--- WORK INSTRUCTIONS ---
Report each line of the records below that holds the word "background".

Records excerpted from a collection:
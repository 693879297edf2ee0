use huddle::config::Config;
use huddle::signaling::SignalingServer;
use tracing::{error, info};

#[tokio::main]
async fn main() -> Result<(), Box<dyn std::error::Error>> {
    tracing_subscriber::fmt()
        .with_env_filter(
            tracing_subscriber::EnvFilter::from_default_env().add_directive("huddle=info".parse()?),
        )
        .init();

    let config = Config::from_env()?;

    println!("   Huddle Signaling Relay");
    println!("   Binding to {}", config.bind_addr);
    println!("   Press Ctrl+C to stop\n");

    let server = SignalingServer::bind(&config).await?;
    server
        .run_until(async {
            if let Err(e) = tokio::signal::ctrl_c().await {
                error!("Failed to listen for Ctrl+C: {}", e);
                std::future::pending::<()>().await;
            }
        })
        .await?;

    info!("Bye");
    Ok(())
}
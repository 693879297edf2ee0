use std::future::Future;
use std::net::SocketAddr;
use std::time::Duration;

use futures_util::{SinkExt, StreamExt};
use tokio::net::{TcpListener, TcpStream};
use tokio::sync::mpsc;
use tokio_tungstenite::tungstenite::protocol::CloseFrame;
use tokio_tungstenite::tungstenite::protocol::frame::coding::CloseCode;
use tokio_tungstenite::tungstenite::{Bytes, Message};
use tracing::{debug, error, info, warn};

use super::actor::RouterHandle;
use super::messages::InboundMessage;
use super::router::Router;
use super::types::OutboundMessage;
use crate::config::Config;

pub const DEFAULT_SIGNALING_PORT: u16 = 8082;
const CLOSE_FLUSH_TIMEOUT: Duration = Duration::from_secs(5);

#[derive(Debug, Clone, Copy)]
struct Heartbeat {
    ping_interval: Duration,
    pong_timeout: Duration,
}

pub struct SignalingServer {
    listener: TcpListener,
    handle: RouterHandle,
    heartbeat: Heartbeat,
}

impl SignalingServer {
    /// Bind the listener and start the router actor
    pub async fn bind(config: &Config) -> std::io::Result<Self> {
        let listener = TcpListener::bind(&config.bind_addr).await?;
        let handle = RouterHandle::spawn(Router::new(config.room_policy), config.mailbox_capacity);

        info!("Signaling server listening on {}", listener.local_addr()?);
        info!("Empty rooms: {:?}", config.room_policy);

        Ok(Self {
            listener,
            handle,
            heartbeat: Heartbeat {
                ping_interval: config.ping_interval,
                pong_timeout: config.pong_timeout,
            },
        })
    }

    pub fn local_addr(&self) -> std::io::Result<SocketAddr> {
        self.listener.local_addr()
    }

    pub fn handle(&self) -> RouterHandle {
        self.handle.clone()
    }

    pub async fn run(self) -> std::io::Result<()> {
        self.run_until(std::future::pending()).await
    }

    /// Accept connections until `shutdown` resolves
    pub async fn run_until<F>(self, shutdown: F) -> std::io::Result<()>
    where
        F: Future<Output = ()>,
    {
        tokio::pin!(shutdown);

        loop {
            tokio::select! {
                _ = &mut shutdown => {
                    info!("Signaling server shutting down");
                    break;
                }

                accepted = self.listener.accept() => {
                    let (stream, addr) = match accepted {
                        Ok(conn) => conn,
                        Err(e) => {
                            warn!("Accept failed: {}", e);
                            continue;
                        }
                    };
                    let handle = self.handle.clone();
                    let heartbeat = self.heartbeat;

                    tokio::spawn(async move {
                        if let Err(e) = handle_connection(stream, addr, handle, heartbeat).await {
                            error!("Connection error from {}: {}", addr, e);
                        }
                    });
                }
            }
        }

        Ok(())
    }
}

async fn handle_connection(
    stream: TcpStream,
    addr: SocketAddr,
    handle: RouterHandle,
    heartbeat: Heartbeat,
) -> Result<(), Box<dyn std::error::Error + Send + Sync>> {
    let ws_stream = tokio_tungstenite::accept_async(stream).await?;
    let (mut ws_tx, mut ws_rx) = ws_stream.split();

    let (tx, mut rx) = mpsc::unbounded_channel::<OutboundMessage>();
    let (ctrl_tx, mut ctrl_rx) = mpsc::unbounded_channel::<Message>();

    let client_id = handle.connect(tx).await?;
    info!("WebSocket connection from {} as {}", addr, client_id);

    let mut ping_interval = tokio::time::interval(heartbeat.ping_interval);
    let mut waiting_for_pong = false;
    let mut pong_deadline: Option<tokio::time::Instant> = None;

    let mut send_task = tokio::spawn(async move {
        loop {
            tokio::select! {
                Some(msg) = rx.recv() => {
                    let ws_msg = Message::Text(msg.into_inner());
                    if ws_tx.send(ws_msg).await.is_err() {
                        break;
                    }
                }
                Some(ctrl_msg) = ctrl_rx.recv() => {
                    if ws_tx.send(ctrl_msg).await.is_err() {
                        break;
                    }
                }
                else => break,
            }
        }
        let _ = ws_tx.close().await;
    });

    loop {
        let pong_timeout = async {
            match pong_deadline {
                Some(deadline) => tokio::time::sleep_until(deadline).await,
                None => std::future::pending().await,
            }
        };

        tokio::select! {
            _ = ping_interval.tick() => {
                if waiting_for_pong {
                    warn!("No Pong received, disconnecting {}", client_id);
                    break;
                }
                if ctrl_tx.send(Message::Ping(Bytes::new())).is_err() {
                    break;
                }
                waiting_for_pong = true;
                pong_deadline = Some(tokio::time::Instant::now() + heartbeat.pong_timeout);
                debug!("Ping sent to {}", client_id);
            }

            _ = pong_timeout => {
                warn!("Pong timeout, disconnecting {}", client_id);
                break;
            }

            msg = ws_rx.next() => {
                let msg = match msg {
                    Some(Ok(m)) => m,
                    Some(Err(e)) => {
                        warn!("WebSocket error from {}: {}", client_id, e);
                        break;
                    }
                    None => break,
                };

                match msg {
                    Message::Text(text) => match InboundMessage::parse(text.as_str()) {
                        Ok(message) => {
                            if let Err(e) = handle.dispatch(client_id, message).await {
                                error!("Dropping {}: {}", client_id, e);
                                break;
                            }
                        }
                        Err(e) => {
                            warn!("Closing {}: {}", client_id, e);
                            let _ = ctrl_tx.send(Message::Close(Some(CloseFrame {
                                code: CloseCode::Invalid,
                                reason: "malformed message".into(),
                            })));
                            break;
                        }
                    },
                    Message::Pong(_) => {
                        waiting_for_pong = false;
                        pong_deadline = None;
                        debug!("Pong received from {}", client_id);
                    }
                    Message::Close(_) => {
                        info!("Close received from {}", client_id);
                        break;
                    }
                    _ => {}
                }
            }
        }
    }

    // The connection counts as closed only once the router has let go of it.
    let cleanup = handle.disconnect(client_id).await;

    drop(ctrl_tx);
    if tokio::time::timeout(CLOSE_FLUSH_TIMEOUT, &mut send_task)
        .await
        .is_err()
    {
        send_task.abort();
    }
    info!("WebSocket disconnected: {} ({})", client_id, addr);

    cleanup?;
    Ok(())
}
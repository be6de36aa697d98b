//! Mock broker for isolated testing
//!
//! Behaves like the real broker where the handoff cares: unknown organizations
//! are rejected, codes are single-use, and an unavailable broker fails every
//! call with a transport error. Calls are recorded for assertions.

use crate::broker::{BrokerClient, BrokerError, IdpRedirectUrl};
use crate::handoff::{OneTimeAccessCode, OrganizationIdentifier, RedeemedIdentity};
use async_trait::async_trait;
use std::collections::HashMap;
use std::sync::atomic::{AtomicUsize, Ordering};
use std::sync::{Mutex, MutexGuard, PoisonError};

/// Message the mock returns for unknown, expired or replayed codes
pub const INVALID_CODE_MESSAGE: &str = "saml access code is invalid, expired, or already redeemed";

#[derive(Default)]
pub struct MockBrokerClient {
    organizations: HashMap<String, String>,
    codes: Mutex<HashMap<String, RedeemedIdentity>>,
    unavailable: bool,
    resolve_calls: Mutex<Vec<String>>,
    redeem_count: AtomicUsize,
}

fn lock<T>(mutex: &Mutex<T>) -> MutexGuard<'_, T> {
    mutex.lock().unwrap_or_else(PoisonError::into_inner)
}

impl MockBrokerClient {
    /// Broker that knows no organizations and no codes
    #[must_use]
    pub fn new() -> Self {
        Self::default()
    }

    /// Broker whose every call fails as if the network were down
    #[must_use]
    pub fn unavailable() -> Self {
        Self {
            unavailable: true,
            ..Self::default()
        }
    }

    /// Register the IdP redirect URL for an organization
    #[must_use]
    pub fn with_organization(mut self, organization: &str, redirect_url: &str) -> Self {
        self.organizations
            .insert(organization.to_string(), redirect_url.to_string());
        self
    }

    /// Register a single-use code that redeems to `email`
    #[must_use]
    pub fn with_access_code(self, code: &str, email: &str) -> Self {
        self.issue_access_code(code, email);
        self
    }

    /// Issue a new single-use code on an existing broker
    pub fn issue_access_code(&self, code: &str, email: &str) {
        let organization = email.split_once('@').map(|(_, domain)| domain.to_string());
        lock(&self.codes).insert(
            code.to_string(),
            RedeemedIdentity {
                email: email.to_string(),
                organization_id: organization.as_ref().map(|org| format!("org_{org}")),
                organization_external_id: organization,
            },
        );
    }

    /// Organizations passed to `resolve_redirect_url`, in call order
    #[must_use]
    pub fn resolve_calls(&self) -> Vec<String> {
        lock(&self.resolve_calls).clone()
    }

    /// Number of `redeem_access_code` calls, successful or not
    #[must_use]
    pub fn redeem_count(&self) -> usize {
        self.redeem_count.load(Ordering::SeqCst)
    }
}

#[async_trait]
impl BrokerClient for MockBrokerClient {
    async fn resolve_redirect_url(
        &self,
        organization: &OrganizationIdentifier,
    ) -> Result<IdpRedirectUrl, BrokerError> {
        lock(&self.resolve_calls).push(organization.as_str().to_string());
        if self.unavailable {
            return Err(BrokerError::Transport("connection refused".into()));
        }

        match self.organizations.get(organization.as_str()) {
            Some(url) => IdpRedirectUrl::parse(url),
            None => Err(BrokerError::Rejected {
                status: 404,
                message: format!("organization {organization} not found"),
            }),
        }
    }

    async fn redeem_access_code(
        &self,
        code: OneTimeAccessCode,
    ) -> Result<RedeemedIdentity, BrokerError> {
        self.redeem_count.fetch_add(1, Ordering::SeqCst);
        if self.unavailable {
            return Err(BrokerError::Transport("connection refused".into()));
        }

        lock(&self.codes)
            .remove(&code.into_secret())
            .ok_or_else(|| BrokerError::Rejected {
                status: 400,
                message: INVALID_CODE_MESSAGE.to_string(),
            })
    }

    fn broker_name(&self) -> &'static str {
        "mock"
    }
}
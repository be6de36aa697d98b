//! Service factory wiring the handoff controller from configuration

pub mod factory;

pub use factory::{HandoffConfig, HandoffServiceFactory};
// HTML pages rendered by the handlers
use actix_web::http::StatusCode;

const PAGE_STYLE: &str = r"
        body {
            font-family: 'Segoe UI', Tahoma, Geneva, Verdana, sans-serif;
            margin: 0;
            min-height: 100vh;
            display: grid;
            place-items: center;
            background: #f9fafb;
        }
        main {
            text-align: center;
            padding: 32px;
            max-width: 640px;
        }
        h1 {
            color: #111827;
            font-size: 2.75rem;
            margin-bottom: 8px;
        }
        .subtitle {
            color: #6b7280;
            font-size: 1.1rem;
        }
        form {
            margin-top: 40px;
        }
        .row {
            display: flex;
            gap: 16px;
            align-items: center;
        }
        input {
            flex: auto;
            padding: 8px 14px;
            border-radius: 6px;
            border: 1px solid #d1d5db;
        }
        button {
            padding: 10px 14px;
            border: 0;
            border-radius: 6px;
            background: #4f46e5;
            color: white;
            font-weight: 600;
            cursor: pointer;
        }
        a {
            color: #111827;
            font-weight: 600;
            text-decoration: none;
        }
        .hint {
            margin-top: 16px;
            font-size: 0.9rem;
            color: #111827;
        }
        .error {
            color: #b91c1c;
        }";

/// Escape text for safe inclusion in HTML element content and attribute values
#[must_use]
pub fn escape_html(input: &str) -> String {
    let mut escaped = String::with_capacity(input.len());
    for c in input.chars() {
        match c {
            '&' => escaped.push_str("&amp;"),
            '<' => escaped.push_str("&lt;"),
            '>' => escaped.push_str("&gt;"),
            '"' => escaped.push_str("&quot;"),
            '\'' => escaped.push_str("&#39;"),
            _ => escaped.push(c),
        }
    }
    escaped
}

/// Landing page greeting the signed-in identity or the anonymous visitor
#[must_use]
pub fn render_landing_page(identity: Option<&str>) -> String {
    let greeting = escape_html(identity.unwrap_or("logged-out user"));

    format!(
        r#"<!DOCTYPE html>
<html lang="en">
<head>
    <meta charset="UTF-8">
    <meta name="viewport" content="width=device-width, initial-scale=1.0">
    <title>SAML Demo App</title>
    <style>{PAGE_STYLE}
    </style>
</head>
<body>
    <main>
        <h1>Hello, {greeting}!</h1>
        <p class="subtitle">This is a SAML demo app, signing in through an SSO broker.</p>

        <form method="get" action="/saml-redirect">
            <div class="row">
                <label for="email-address" hidden>Email address</label>
                <input id="email-address" name="email" value="john.doe@example.com" placeholder="john.doe@example.com">
                <button type="submit">Log in with SAML</button>
                <a href="/logout">Sign out</a>
            </div>
            <p class="hint">(Try any @example.com or @example.org email address.)</p>
        </form>
    </main>
</body>
</html>"#
    )
}

/// Error page for a failed handoff step
#[must_use]
pub fn render_error_page(status: StatusCode, reason: &str, message: &str) -> String {
    let title = escape_html(status.canonical_reason().unwrap_or("Error"));
    let reason = escape_html(reason);
    let message = escape_html(message);
    let code = status.as_u16();

    format!(
        r#"<!DOCTYPE html>
<html lang="en">
<head>
    <meta charset="UTF-8">
    <meta name="viewport" content="width=device-width, initial-scale=1.0">
    <title>{code} {title}</title>
    <style>{PAGE_STYLE}
    </style>
</head>
<body>
    <main>
        <h1>Sign-in failed</h1>
        <p class="subtitle error">{message}</p>
        <p class="hint">{code} {title} ({reason})</p>
        <p><a href="/">Back to the start page</a></p>
    </main>
</body>
</html>"#
    )
}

--- ANSWER BOX ---
            background: #f9fafb;
            background: #4f46e5;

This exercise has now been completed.